The Clinton campaign’s reaction: accusing Obama of “attack politics.” The lie, and the projection, are transparent. But that’s not to say that those tactics won’t work. After all, they elected George W. Bush, didn’t they?
It’s not easy to figure out which candidate this year could be the legitimate heir of FDR. But it’s not hard to figure out which campaign carries the DNA of Karl Rove.
Update In response to several thoughtful emails: My criticism of the Clinton campaign was not for attacking Obama; there’s nothing especially Rovian about that, though I wish they wouldn’t do it. The Rovian touch is using a false accusation about “attack politics” as part of the attack, like a schoolyard bully who starts a fight and then runs to the teacher, yelling “He hit me!”
On cue, Clinton’s Rovian surrogate attacks Obama for using … Rovian tactics. The sheer shamlessness would be funny if it weren’t faintly disgusting.
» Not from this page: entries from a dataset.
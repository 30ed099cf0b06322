use crate::cell::PinCell;
use crate::error::DigipinError;
use crate::io::arrow::PinCellsToArrow;
use geoparquet::writer::{
    GeoParquetRecordBatchEncoder, GeoParquetWriterEncoding, GeoParquetWriterOptionsBuilder,
};
use parquet::arrow::ArrowWriter;
use std::fs::File;
use std::path::Path;

fn io_err(e: impl std::fmt::Display) -> DigipinError {
    DigipinError::IoError(e.to_string())
}

/// Writes cells to a GeoParquet file, one row per cell.
///
/// Columns are `code`, `level`, `latitude` and `longitude` (the cell center),
/// then `geometry` holding the cell rectangle as a WKB polygon in EPSG:4326.
/// The GeoParquet `geo` metadata is attached to the file footer.
pub fn write_geoparquet(cells: &[PinCell], path: impl AsRef<Path>) -> Result<(), DigipinError> {
    let path = path.as_ref();
    let batch = cells.to_record_batch()?;

    let wkb = GeoParquetWriterOptionsBuilder::default()
        .set_encoding(GeoParquetWriterEncoding::WKB)
        .build();
    let schema = batch.schema();
    let mut encoder = GeoParquetRecordBatchEncoder::try_new(&schema, &wkb).map_err(io_err)?;
    let encoded = encoder.encode_record_batch(&batch).map_err(io_err)?;

    let file = File::create(path).map_err(io_err)?;
    let mut writer = ArrowWriter::try_new(file, encoder.target_schema(), None).map_err(io_err)?;
    writer.write(&encoded).map_err(io_err)?;
    writer.append_key_value_metadata(encoder.into_keyvalue().map_err(io_err)?);
    writer.finish().map_err(io_err)?;

    log::debug!("wrote {} cells to {}", cells.len(), path.display());
    Ok(())
}

/// Trait for writing collections of [`PinCell`]s to GeoParquet.
pub trait PinCellsToGeoParquet: PinCellsToArrow {
    fn to_geoparquet(&self, path: impl AsRef<Path>) -> Result<(), DigipinError>;
}

impl PinCellsToGeoParquet for [PinCell] {
    fn to_geoparquet(&self, path: impl AsRef<Path>) -> Result<(), DigipinError> {
        write_geoparquet(self, path)
    }
}

impl PinCellsToGeoParquet for Vec<PinCell> {
    fn to_geoparquet(&self, path: impl AsRef<Path>) -> Result<(), DigipinError> {
        write_geoparquet(self, path)
    }
}

#[cfg(test)]
mod tests {
    use super::*;
    use crate::coord::BoundingBox;
    use crate::grid::PinGrid;
    use crate::index::{GridCodec, GridConfig};
    use parquet::arrow::arrow_reader::ParquetRecordBatchReaderBuilder;
    use tempfile::tempdir;

    #[test]
    fn test_cells_to_geoparquet() -> Result<(), DigipinError> {
        let cells = vec![
            PinCell::from_lat_lon(28.6139, 77.2090)?,
            PinCell::from_lat_lon(19.0760, 72.8777)?,
        ];

        let dir = tempdir().map_err(io_err)?;
        let path = dir.path().join("cells.parquet");
        cells.to_geoparquet(&path)?;

        let file = File::open(&path).map_err(io_err)?;
        let reader = ParquetRecordBatchReaderBuilder::try_new(file).map_err(io_err)?;
        let footer = reader.metadata().file_metadata();

        assert_eq!(footer.num_rows(), 2);
        assert!(
            footer
                .key_value_metadata()
                .is_some_and(|kv| kv.iter().any(|entry| entry.key == "geo"))
        );

        let names: Vec<&str> = reader
            .schema()
            .fields()
            .iter()
            .map(|f| f.name().as_str())
            .collect();
        assert_eq!(names, ["code", "level", "latitude", "longitude", "geometry"]);
        Ok(())
    }

    #[test]
    fn test_grid_to_geoparquet() -> Result<(), DigipinError> {
        let codec = GridCodec::new(GridConfig::new().precision_level(7))?;
        let extent = BoundingBox::from_edges(28.60, 28.62, 77.20, 77.22)?;
        let grid = PinGrid::from_extent(&codec, &extent)?;

        let dir = tempdir().map_err(io_err)?;
        let path = dir.path().join("grid.parquet");
        grid.cells().to_geoparquet(&path)?;

        let file = File::open(&path).map_err(io_err)?;
        let reader = ParquetRecordBatchReaderBuilder::try_new(file).map_err(io_err)?;
        assert_eq!(reader.metadata().file_metadata().num_rows(), grid.len() as i64);
        Ok(())
    }
}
Just for the record, here’s what Obama actually said:
“I think it is fair to say that I believe I can bring the country together more effectively than she can,” Obama said. “I will add, by the way, that is not entirely a problem of her making. Some of those battles in the ’90s that she went through were the result of some pretty unfair attacks on the Clintons. But that history exists, and so, yes, I believe I can bring the country together in a way she cannot do. If I didn’t believe that, I wouldn’t be running.”
Yep. That’s exactly like making fun of Max Cleland’s war wounds or spreading rumors about John McCain having an interracial extramarital affair using a photo of his adopted South Asian child. If Karl Rove were really writing Obama’s talking points, they’d be about cattle futures.